Replication-dependent γ-H2AX formation is involved in docetaxel-induced apoptosis in NSCLC A549 cells

Docetaxel is a member of the taxane anti-microtubule class of chemotherapeutic agents, which are currently widely used in clinical cancer therapy. However, the anti-tumor mechanisms of docetaxel are not fully understood. Herein we show that docetaxel induces dose-dependent apoptosis in non-small cell lung cancer A549 cells, as detected by Annexin-V positive cells and PARP cleavage, which is via mitochondrial pathway and dependent on caspase-3 activation. Our study on the mechanisms confirms that docetaxel induces dose-dependent accumulation of cells in M phase and acetylation of α-tubulin, marker of tubulin stablization. Furthermore, docetaxel induces replication-dependent γ-H2AX formation which plays a crucial role in docetaxel-triggered apoptosis. The DNA polymerase inhibitor aphidicolin dose-dependently prevents docetaxel-induced γ-H2AX formation, as well as apoptosis. Notably, 0.6 µM APC almost completely blocked docetaxel-induced γ-H2AX formation and apoptosis.
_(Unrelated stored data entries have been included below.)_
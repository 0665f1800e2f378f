//! API integration tests.
//!
//! These tests drive the router directly with published results.

use httpwatch::{ApiState, ExecutionResult, Renderer, WatchConfig, WatchState, build_router};

use axum::body::Body;
use axum::http::{Request, StatusCode, header};
use chrono::Local;
use http_body_util::BodyExt;
use serde_json::Value;
use std::sync::Arc;
use std::time::Duration;
use tower::ServiceExt;

use crate::common::{api_state, watch_state};

fn published(output: &str, failure: Option<&str>) -> ExecutionResult {
    ExecutionResult {
        output: output.to_string(),
        failure: failure.map(str::to_string),
        completed_at: Some(Local::now()),
        cycle: 1,
    }
}

async fn get(router: axum::Router, uri: &str) -> (StatusCode, Option<String>, Vec<u8>) {
    let request = Request::builder().uri(uri).body(Body::empty()).unwrap();
    let response = router.oneshot(request).await.unwrap();

    let status = response.status();
    let content_type = response
        .headers()
        .get(header::CONTENT_TYPE)
        .map(|v| v.to_str().unwrap().to_string());
    let body = response.into_body().collect().await.unwrap().to_bytes();

    (status, content_type, body.to_vec())
}

/// Test: Root page shows the command and the latest output.
#[tokio::test]
async fn test_index_contains_command_and_output() {
    let watch = watch_state(&["uptime", "-p"], Duration::from_secs(2));
    watch.publish(published("up 3 days<br/>", None));
    let router = build_router(api_state(watch));

    let (status, content_type, body) = get(router, "/").await;
    let body = String::from_utf8(body).unwrap();

    assert_eq!(status, StatusCode::OK);
    assert!(content_type.unwrap().starts_with("text/html"));
    assert!(body.contains("uptime -p"));
    assert!(body.contains("Every 2s"));
    assert!(body.contains("up 3 days<br/>"));
}

/// Test: Root page omits the header when suppressed.
#[tokio::test]
async fn test_index_without_title() {
    let config = WatchConfig::builder(["uptime"])
        .no_title(true)
        .build()
        .unwrap();
    let watch = Arc::new(WatchState::new(Arc::new(config)));
    watch.publish(published("up<br/>", None));
    let router = build_router(api_state(watch));

    let (status, _, body) = get(router, "/").await;
    let body = String::from_utf8(body).unwrap();

    assert_eq!(status, StatusCode::OK);
    assert!(!body.contains("Every 2s"));
    assert!(body.contains("up<br/>"));
}

/// Test: Any path other than the root and the update endpoint is not found.
#[tokio::test]
async fn test_unknown_paths_return_404() {
    let watch = watch_state(&["date"], Duration::from_secs(2));
    let router = build_router(api_state(watch));

    for uri in ["/index.html", "/favicon.ico", "/update/extra", "/a/b"] {
        let (status, _, body) = get(router.clone(), uri).await;
        assert_eq!(status, StatusCode::NOT_FOUND, "path {}", uri);

        let json: Value = serde_json::from_slice(&body).unwrap();
        assert_eq!(json["code"], "NOT_FOUND");
    }
}

/// Test: Update endpoint returns the fragment and interval as JSON.
#[tokio::test]
async fn test_update_returns_json_fragment() {
    let watch = watch_state(&["date"], Duration::from_millis(1500));
    watch.publish(published("Mon Jan 1<br/>", None));
    let router = build_router(api_state(watch));

    let (status, content_type, body) = get(router, "/update").await;

    assert_eq!(status, StatusCode::OK);
    assert_eq!(content_type.as_deref(), Some("application/json"));

    let json: Value = serde_json::from_slice(&body).unwrap();
    assert_eq!(json["interval"], 1500);

    let content = json["content"].as_str().unwrap();
    assert!(content.contains("Mon Jan 1<br/>"));
    assert!(!content.contains("<html"));
}

/// Test: Endpoints do not restrict the request method.
#[tokio::test]
async fn test_endpoints_accept_any_method() {
    let watch = watch_state(&["date"], Duration::from_secs(2));
    watch.publish(published("Mon Jan 1<br/>", None));
    let router = build_router(api_state(watch));

    for (method, uri) in [("POST", "/"), ("HEAD", "/"), ("POST", "/update"), ("PUT", "/update")] {
        let request = Request::builder()
            .method(method)
            .uri(uri)
            .body(Body::empty())
            .unwrap();
        let response = router.clone().oneshot(request).await.unwrap();
        assert_eq!(response.status(), StatusCode::OK, "{} {}", method, uri);
    }

    let request = Request::builder()
        .method("POST")
        .uri("/missing")
        .body(Body::empty())
        .unwrap();
    let response = router.oneshot(request).await.unwrap();
    assert_eq!(response.status(), StatusCode::NOT_FOUND);
}

/// Test: Update endpoint reports the clamped interval.
#[tokio::test]
async fn test_update_interval_is_clamped() {
    let watch = watch_state(&["date"], Duration::from_millis(10));
    let router = build_router(api_state(watch));

    let (_, _, body) = get(router, "/update").await;
    let json: Value = serde_json::from_slice(&body).unwrap();

    assert_eq!(json["interval"], 100);
}

/// Test: Update fragment includes the failure description.
#[tokio::test]
async fn test_update_includes_failure() {
    let watch = watch_state(&["false"], Duration::from_secs(2));
    watch.publish(published("", Some("exit status 1")));
    let router = build_router(api_state(watch));

    let (_, _, body) = get(router, "/update").await;
    let json: Value = serde_json::from_slice(&body).unwrap();

    assert!(json["content"].as_str().unwrap().contains("exit status 1"));
}

/// Test: Before the first run the page says so.
#[tokio::test]
async fn test_update_before_first_run() {
    let watch = watch_state(&["date"], Duration::from_secs(2));
    let router = build_router(api_state(watch));

    let (status, _, body) = get(router, "/update").await;
    let json: Value = serde_json::from_slice(&body).unwrap();

    assert_eq!(status, StatusCode::OK);
    assert!(
        json["content"]
            .as_str()
            .unwrap()
            .contains("waiting for first run")
    );
}

/// Test: A template that fails while rendering still yields a response.
#[tokio::test]
async fn test_render_errors_do_not_fail_requests() {
    let watch = watch_state(&["date"], Duration::from_secs(2));
    let renderer = Renderer::with_templates(
        "before{% include \"missing.html\" %}",
        "partial{% include \"missing.html\" %}",
    )
    .unwrap();
    let router = build_router(ApiState::new(watch, Arc::new(renderer)));

    let (status, content_type, _) = get(router.clone(), "/").await;
    assert_eq!(status, StatusCode::OK);
    assert!(content_type.unwrap().starts_with("text/html"));

    let (status, content_type, body) = get(router, "/update").await;
    assert_eq!(status, StatusCode::OK);
    assert_eq!(content_type.as_deref(), Some("application/json"));

    let json: Value = serde_json::from_slice(&body).unwrap();
    assert_eq!(json["interval"], 2000);
    assert!(json["content"].is_string());
}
In addition, wortmannin pretreatment caused elevated γ-H2AX level, which was accompanied with increased apoptosis. This effect was due to the inhibition of DNA repair process by wortmannin, as down regulation of p21Waf1/Cip1 and DNA repair proteins such as Ku70, Ku80, DNA-PKcs and Rad50, were detected. These data show, for the first time, that the induction of apoptosis by docetaxel requires DNA replication, and replication-mediated DSBs are critical triggers of docetaxel-induced apoptosis.